Online world not peripheral for netas,Increasingly, across parties and from the top ranks, politicians seek expert help to monitor social media and aid them use it.

 

January 10, 2013

With the internet becoming the new legislative assembly for political discourse, a growing number of political parties and ministers are putting together social media teams to keep a tab on the discussions threading on Twitter, Facebook and other online platforms, to monitor their reputation.

 

The latest to do so is Trinamool Congress head and West Bengal’s chief minister, Mamata Banerjee. According to reports, she plans to hire a private agency to monitor all forms of media, online and offline. Narendra Modi, chief minister of Gujarat, has an online media team to both create a wider reach and track of what is being said about his party and its leaders.

 

Some of the seniormost in the Bharatiya Janata Party and the Congress are both active on social media and have people monitoring their social presence.

 

Rajeev Chandrasekhar, the tycoon who’s now an independent member of the Rajya Sabha, has a little over 100,000 followers on Twitter, the micro blogging site. He’s also got six people to monitor, research and give feedback on the public and political discourse, online and in the traditional media.

 

“The difference between social and traditional media is that feedback is instantaneous with social media. More, it is the only interactive media, where there is scope for exchange of information, views and debate on issues and policies,” he says.

 

Sushma Swaraj, leader of the opposition in the Lok Sabha, is also active on social media, often expressing views on major political issues and other developments on Twitter. Recently, through the site, she demanded a special session of Parliament to change laws related to rape and other crimes against women.

 

According to Orkash Services Pvt Ltd, providing consultancy services on public policy, homeland security and politics, there is a need for such monitoring. “Social media is gaining importance and the number of users coming online is swelling. There is a lot of opinion formation and blogging that goes unnoticed. There is a need to capture these public sentiments, which, in turn, can help politicians frame better policies. Realising this, more and more political leaders and parties are tracking the online world to get the pulse of the people,” said Shailesh Lohia, consultant with Orkash.

 

With a little over 100 million internet users in the country, it is considered a wise decision to track every form of the digital platform.

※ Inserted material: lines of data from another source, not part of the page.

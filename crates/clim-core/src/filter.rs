//! Observation predicates built from client-supplied ranges

use crate::types::{Observation, DATE_FORMAT};
use crate::{QueryError, QueryResult};
use chrono::NaiveDate;
use std::ops::Bound;

/// Conjunction of optional station and date constraints.
///
/// `Unbounded` on either side means no constraint on that side.
#[derive(Debug, Clone, PartialEq, Eq)]
pub struct ObservationFilter {
    pub station: Option<String>,
    pub start: Bound<NaiveDate>,
    pub end: Bound<NaiveDate>,
}

impl Default for ObservationFilter {
    fn default() -> Self {
        Self::all()
    }
}

impl ObservationFilter {
    /// Filter matching every observation
    pub fn all() -> Self {
        Self {
            station: None,
            start: Bound::Unbounded,
            end: Bound::Unbounded,
        }
    }

    /// Evaluate the predicate against a single observation
    pub fn matches(&self, obs: &Observation) -> bool {
        if let Some(station) = &self.station {
            if obs.station != *station {
                return false;
            }
        }

        let after_start = match self.start {
            Bound::Included(start) => obs.date >= start,
            Bound::Excluded(start) => obs.date > start,
            Bound::Unbounded => true,
        };

        let before_end = match self.end {
            Bound::Included(end) => obs.date <= end,
            Bound::Excluded(end) => obs.date < end,
            Bound::Unbounded => true,
        };

        after_start && before_end
    }
}

/// Parse a zero-padded `YYYY-MM-DD` string into a calendar date.
///
/// chrono accepts unpadded fields, short years and a leading sign, so the
/// parsed date must format back to exactly `input`.
pub fn parse_date(input: &str) -> QueryResult<NaiveDate> {
    let malformed = || QueryError::MalformedDate {
        input: input.to_string(),
    };

    let date = NaiveDate::parse_from_str(input, DATE_FORMAT).map_err(|_| malformed())?;
    if date.format(DATE_FORMAT).to_string() != input {
        return Err(malformed());
    }
    Ok(date)
}

/// Build a range filter. Both date bounds are exclusive.
pub fn build_filter(
    station: Option<&str>,
    start: Option<&str>,
    end: Option<&str>,
) -> QueryResult<ObservationFilter> {
    let start = match start {
        Some(s) => Bound::Excluded(parse_date(s)?),
        None => Bound::Unbounded,
    };
    let end = match end {
        Some(s) => Bound::Excluded(parse_date(s)?),
        None => Bound::Unbounded,
    };

    Ok(ObservationFilter {
        station: station.map(str::to_owned),
        start,
        end,
    })
}

#[cfg(test)]
mod tests {
    use super::*;

    fn obs(station: &str, date: &str) -> Observation {
        Observation {
            station: station.into(),
            date: parse_date(date).unwrap(),
            precipitation: None,
            temperature: Some(70.0),
        }
    }

    fn sample() -> Vec<Observation> {
        vec![
            obs("USC00519397", "2017-08-22"),
            obs("USC00519397", "2017-08-23"),
            obs("USC00519397", "2017-08-24"),
        ]
    }

    fn dates(filter: &ObservationFilter) -> Vec<String> {
        sample()
            .iter()
            .filter(|o| filter.matches(o))
            .map(|o| o.date.to_string())
            .collect()
    }

    #[test]
    fn test_start_is_exclusive() {
        let filter = build_filter(None, Some("2017-08-23"), None).unwrap();
        assert_eq!(dates(&filter), vec!["2017-08-24"]);
    }

    #[test]
    fn test_end_is_exclusive() {
        let filter = build_filter(None, None, Some("2017-08-23")).unwrap();
        assert_eq!(dates(&filter), vec!["2017-08-22"]);
    }

    #[test]
    fn test_both_bounds_exclude_boundaries() {
        let filter = build_filter(None, Some("2017-08-22"), Some("2017-08-24")).unwrap();
        assert_eq!(dates(&filter), vec!["2017-08-23"]);

        let filter = build_filter(None, Some("2017-08-23"), Some("2017-08-24")).unwrap();
        assert!(dates(&filter).is_empty());
    }

    #[test]
    fn test_no_bounds_matches_all() {
        let filter = build_filter(None, None, None).unwrap();
        assert_eq!(filter, ObservationFilter::all());
        assert_eq!(dates(&filter).len(), 3);
    }

    #[test]
    fn test_station_equality() {
        let filter = build_filter(Some("USC00519281"), None, None).unwrap();
        assert!(!filter.matches(&obs("USC00519397", "2017-08-23")));
        assert!(filter.matches(&obs("USC00519281", "2017-08-23")));
    }

    #[test]
    fn test_malformed_dates_rejected() {
        for bad in [
            "",
            "2017-13-01",
            "2017-02-30",
            "yesterday",
            "2017/08/23",
            "2017-8-3",
            "17-08-23",
            " 2017-08-23 ",
            "+2017-08-23",
            "2017-08-23T00:00",
        ] {
            let err = build_filter(None, Some(bad), None).unwrap_err();
            assert!(
                matches!(err, QueryError::MalformedDate { ref input } if input == bad),
                "{bad}: {err:?}"
            );
        }

        let err = build_filter(None, Some("2017-08-23"), Some("tomorrow")).unwrap_err();
        assert!(matches!(err, QueryError::MalformedDate { .. }));
    }

    #[test]
    fn test_padded_dates_accepted() {
        for good in ["2017-08-23", "2016-02-29", "0999-01-01"] {
            let date = parse_date(good).unwrap();
            assert_eq!(date.format(DATE_FORMAT).to_string(), good);
        }
    }
}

“Political parties need unbiased data and feedback. More and more leaders are now looking at authentic and scientific data, and reports about their constituencies, to frame their political campaigns. Social media is one part but keeping a tab on what’s being said and written in every network is important. Doing it manually is not possible. Big political parties need special agencies to monitor all forms of media,” said Vivek Singh Bagri, director of Leadtech Management Consulting. The agency provides political consultancy, exit poll data, constituency profiling, campaign management and other services.

 

Not all agree with the on;ine fascination. According to a political leader, who did not wish to be named, “Social media activities are mostly driven by the youth wing of a political party. More, if leaders only focus on the social media, the chances are they will leave out a large part of their constituency, since only a few people have access to the internet.” Basing information and perceptions on public opinion on what is happening online might give a biased picture, was the objection.